PROBLEM: Across the lines of the records below, how many have the string "authentication" in them? Answer with the number alone.

Saved entries:
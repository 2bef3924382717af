// SPDX-FileCopyrightText: 2026 Deskmate Contributors
// SPDX-License-Identifier: MIT OR Apache-2.0

//! HTTP client for the OpenAI Chat Completions API.
//!
//! Provides [`OpenAiClient`] which handles request construction,
//! authentication, and transient error retry.

use std::time::Duration;

use async_trait::async_trait;
use deskmate_core::types::{CompletionRequest, CompletionResponse};
use deskmate_core::{CompletionProvider, DeskmateError};
use reqwest::header::{HeaderMap, HeaderValue};
use tracing::{debug, warn};

use crate::types::{from_wire_response, to_wire_request, ApiErrorResponse, ChatResponse};

/// Base URL for the OpenAI Chat Completions API.
const API_BASE_URL: &str = "https://api.openai.com/v1/chat/completions";

/// HTTP client for OpenAI API communication.
///
/// Manages authentication headers, connection pooling, and retry logic
/// for transient errors (429, 500, 503).
#[derive(Debug, Clone)]
pub struct OpenAiClient {
    client: reqwest::Client,
    max_retries: u32,
    base_url: String,
}

impl OpenAiClient {
    /// Creates a new OpenAI API client.
    pub fn new(api_key: String) -> Result<Self, DeskmateError> {
        let mut headers = HeaderMap::new();
        headers.insert(
            "authorization",
            HeaderValue::from_str(&format!("Bearer {api_key}")).map_err(|e| {
                DeskmateError::Config(format!("invalid API key header value: {e}"))
            })?,
        );
        headers.insert(
            "content-type",
            HeaderValue::from_static("application/json"),
        );

        let client = reqwest::Client::builder()
            .default_headers(headers)
            .timeout(Duration::from_secs(120))
            .build()
            .map_err(|e| DeskmateError::Provider {
                message: format!("failed to build HTTP client: {e}"),
                source: Some(Box::new(e)),
            })?;

        Ok(Self {
            client,
            max_retries: 1,
            base_url: API_BASE_URL.to_string(),
        })
    }

    /// Overrides the base URL (for testing with wiremock).
    #[cfg(test)]
    pub fn with_base_url(mut self, url: String) -> Self {
        self.base_url = url;
        self
    }

    /// Sends a chat completion request and returns the full response.
    ///
    /// On transient errors (429, 500, 503), retries once after a 1-second delay.
    async fn send_request(
        &self,
        request: &CompletionRequest,
    ) -> Result<CompletionResponse, DeskmateError> {
        let wire_request = to_wire_request(request);

        let mut last_error = None;

        for attempt in 0..=self.max_retries {
            if attempt > 0 {
                warn!(attempt, "retrying completion request after transient error");
                tokio::time::sleep(Duration::from_secs(1)).await;
            }

            let response = self
                .client
                .post(&self.base_url)
                .json(&wire_request)
                .send()
                .await
                .map_err(|e| DeskmateError::Provider {
                    message: format!("HTTP request failed: {e}"),
                    source: Some(Box::new(e)),
                })?;

            let status = response.status();
            debug!(status = %status, attempt, "completion response received");

            if status.is_success() {
                let body = response.text().await.map_err(|e| DeskmateError::Provider {
                    message: format!("failed to read response body: {e}"),
                    source: Some(Box::new(e)),
                })?;
                let chat_response: ChatResponse =
                    serde_json::from_str(&body).map_err(|e| DeskmateError::Provider {
                        message: format!("failed to parse API response: {e}"),
                        source: Some(Box::new(e)),
                    })?;
                return from_wire_response(chat_response);
            }

            if is_transient_error(status) && attempt < self.max_retries {
                let body = response.text().await.unwrap_or_default();
                warn!(status = %status, body = %body, "transient error, will retry");
                last_error = Some(DeskmateError::Provider {
                    message: format!("API returned {status}: {body}"),
                    source: None,
                });
                continue;
            }

            // Non-transient error or exhausted retries.
            let body = response.text().await.unwrap_or_default();
            let error_msg = if let Ok(api_err) = serde_json::from_str::<ApiErrorResponse>(&body) {
                format!(
                    "OpenAI API error ({}): {}",
                    api_err.error.type_.as_deref().unwrap_or("unknown"),
                    api_err.error.message
                )
            } else {
                format!("API returned {status}: {body}")
            };
            return Err(DeskmateError::Provider {
                message: error_msg,
                source: None,
            });
        }

        Err(last_error.unwrap_or_else(|| DeskmateError::Provider {
            message: "completion request failed after retries".into(),
            source: None,
        }))
    }
}

#[async_trait]
impl CompletionProvider for OpenAiClient {
    async fn complete(
        &self,
        request: CompletionRequest,
    ) -> Result<CompletionResponse, DeskmateError> {
        self.send_request(&request).await
    }
}

/// Returns true for HTTP status codes that indicate transient errors worth retrying.
fn is_transient_error(status: reqwest::StatusCode) -> bool {
    matches!(status.as_u16(), 429 | 500 | 503)
}

#[cfg(test)]
mod tests {
    use super::*;
    use deskmate_core::types::ChatTurn;
    use wiremock::matchers::{body_partial_json, header, method, path};
    use wiremock::{Mock, MockServer, ResponseTemplate};

    fn test_client(base_url: &str) -> OpenAiClient {
        OpenAiClient::new("test-api-key".into())
            .unwrap()
            .with_base_url(base_url.to_string())
    }

    fn test_request() -> CompletionRequest {
        CompletionRequest {
            model: "gpt-4o-mini".into(),
            system: Some("You are helpful.".into()),
            messages: vec![ChatTurn::user("Hello")],
            max_tokens: Some(256),
            temperature: Some(0.7),
            tools: vec![],
            response_format: None,
        }
    }

    fn success_body(id: &str, content: &str) -> serde_json::Value {
        serde_json::json!({
            "id": id,
            "object": "chat.completion",
            "model": "gpt-4o-mini",
            "choices": [{
                "index": 0,
                "message": {"role": "assistant", "content": content},
                "finish_reason": "stop"
            }],
            "usage": {"prompt_tokens": 12, "completion_tokens": 7, "total_tokens": 19}
        })
    }

    #[tokio::test]
    async fn complete_success() {
        let server = MockServer::start().await;

        Mock::given(method("POST"))
            .and(path("/"))
            .respond_with(ResponseTemplate::new(200).set_body_json(success_body("c1", "Hi!")))
            .mount(&server)
            .await;

        let client = test_client(&server.uri());
        let result = client.complete(test_request()).await.unwrap();

        assert_eq!(result.id, "c1");
        assert_eq!(result.content.as_deref(), Some("Hi!"));
        assert_eq!(result.usage.prompt_tokens, 12);
        assert!(result.tool_calls.is_empty());
    }

    #[tokio::test]
    async fn complete_decodes_tool_calls() {
        let server = MockServer::start().await;

        let body = serde_json::json!({
            "id": "c2",
            "model": "gpt-4o-mini",
            "choices": [{
                "message": {
                    "role": "assistant",
                    "content": null,
                    "tool_calls": [{
                        "id": "call_abc",
                        "type": "function",
                        "function": {
                            "name": "order_food",
                            "arguments": "{\"items\":[\"biryani\",\"coffee\"]}"
                        }
                    }]
                },
                "finish_reason": "tool_calls"
            }],
            "usage": {"prompt_tokens": 40, "completion_tokens": 15}
        });

        Mock::given(method("POST"))
            .and(path("/"))
            .respond_with(ResponseTemplate::new(200).set_body_json(&body))
            .mount(&server)
            .await;

        let client = test_client(&server.uri());
        let result = client.complete(test_request()).await.unwrap();

        assert!(result.wants_tools());
        assert_eq!(result.tool_calls[0].name, "order_food");
        assert_eq!(
            result.tool_calls[0].arguments["items"],
            serde_json::json!(["biryani", "coffee"])
        );
        assert_eq!(result.finish_reason.as_deref(), Some("tool_calls"));
    }

    #[tokio::test]
    async fn complete_retries_on_429() {
        let server = MockServer::start().await;

        let error_body = serde_json::json!({
            "error": {"type": "rate_limit_error", "message": "Rate limited"}
        });

        // First request returns 429, second returns 200.
        Mock::given(method("POST"))
            .and(path("/"))
            .respond_with(ResponseTemplate::new(429).set_body_json(&error_body))
            .up_to_n_times(1)
            .mount(&server)
            .await;

        Mock::given(method("POST"))
            .and(path("/"))
            .respond_with(
                ResponseTemplate::new(200).set_body_json(success_body("c3", "After retry")),
            )
            .mount(&server)
            .await;

        let client = test_client(&server.uri());
        let result = client.complete(test_request()).await.unwrap();
        assert_eq!(result.id, "c3");
    }

    #[tokio::test]
    async fn complete_fails_on_400() {
        let server = MockServer::start().await;

        let error_body = serde_json::json!({
            "error": {"type": "invalid_request_error", "message": "Bad model"}
        });

        Mock::given(method("POST"))
            .and(path("/"))
            .respond_with(ResponseTemplate::new(400).set_body_json(&error_body))
            .mount(&server)
            .await;

        let client = test_client(&server.uri());
        let result = client.complete(test_request()).await;
        assert!(result.is_err());
        let err = result.unwrap_err().to_string();
        assert!(err.contains("invalid_request_error"), "got: {err}");
    }

    #[tokio::test]
    async fn complete_exhausts_retries_on_503() {
        let server = MockServer::start().await;

        let error_body = serde_json::json!({
            "error": {"type": "server_error", "message": "Service overloaded"}
        });

        // Both attempts return 503.
        Mock::given(method("POST"))
            .and(path("/"))
            .respond_with(ResponseTemplate::new(503).set_body_json(&error_body))
            .expect(2)
            .mount(&server)
            .await;

        let client = test_client(&server.uri());
        let result = client.complete(test_request()).await;
        assert!(result.is_err());
        let err = result.unwrap_err().to_string();
        assert!(err.contains("server_error"), "got: {err}");
    }

    #[tokio::test]
    async fn client_sends_bearer_auth_and_request_fields() {
        let server = MockServer::start().await;

        Mock::given(method("POST"))
            .and(path("/"))
            .and(header("authorization", "Bearer test-api-key"))
            .and(header("content-type", "application/json"))
            .and(body_partial_json(serde_json::json!({
                "model": "gpt-4o-mini",
                "temperature": 0.7,
                "messages": [
                    {"role": "system", "content": "You are helpful."},
                    {"role": "user", "content": "Hello"}
                ]
            })))
            .respond_with(ResponseTemplate::new(200).set_body_json(success_body("c4", "ok")))
            .mount(&server)
            .await;

        let client = test_client(&server.uri());
        let result = client.complete(test_request()).await;
        assert!(result.is_ok(), "request should match: {result:?}");
    }

    #[tokio::test]
    async fn json_object_format_is_sent_on_the_wire() {
        let server = MockServer::start().await;

        Mock::given(method("POST"))
            .and(path("/"))
            .and(body_partial_json(serde_json::json!({
                "response_format": {"type": "json_object"}
            })))
            .respond_with(ResponseTemplate::new(200).set_body_json(success_body(
                "c5",
                "{\"shouldStore\":false,\"category\":null}",
            )))
            .mount(&server)
            .await;

        let client = test_client(&server.uri());
        let mut request = test_request();
        request.response_format = Some(deskmate_core::types::ResponseFormat::JsonObject);
        let result = client.complete(request).await;
        assert!(result.is_ok(), "request should match: {result:?}");
    }
}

ANSWER BELOW: 2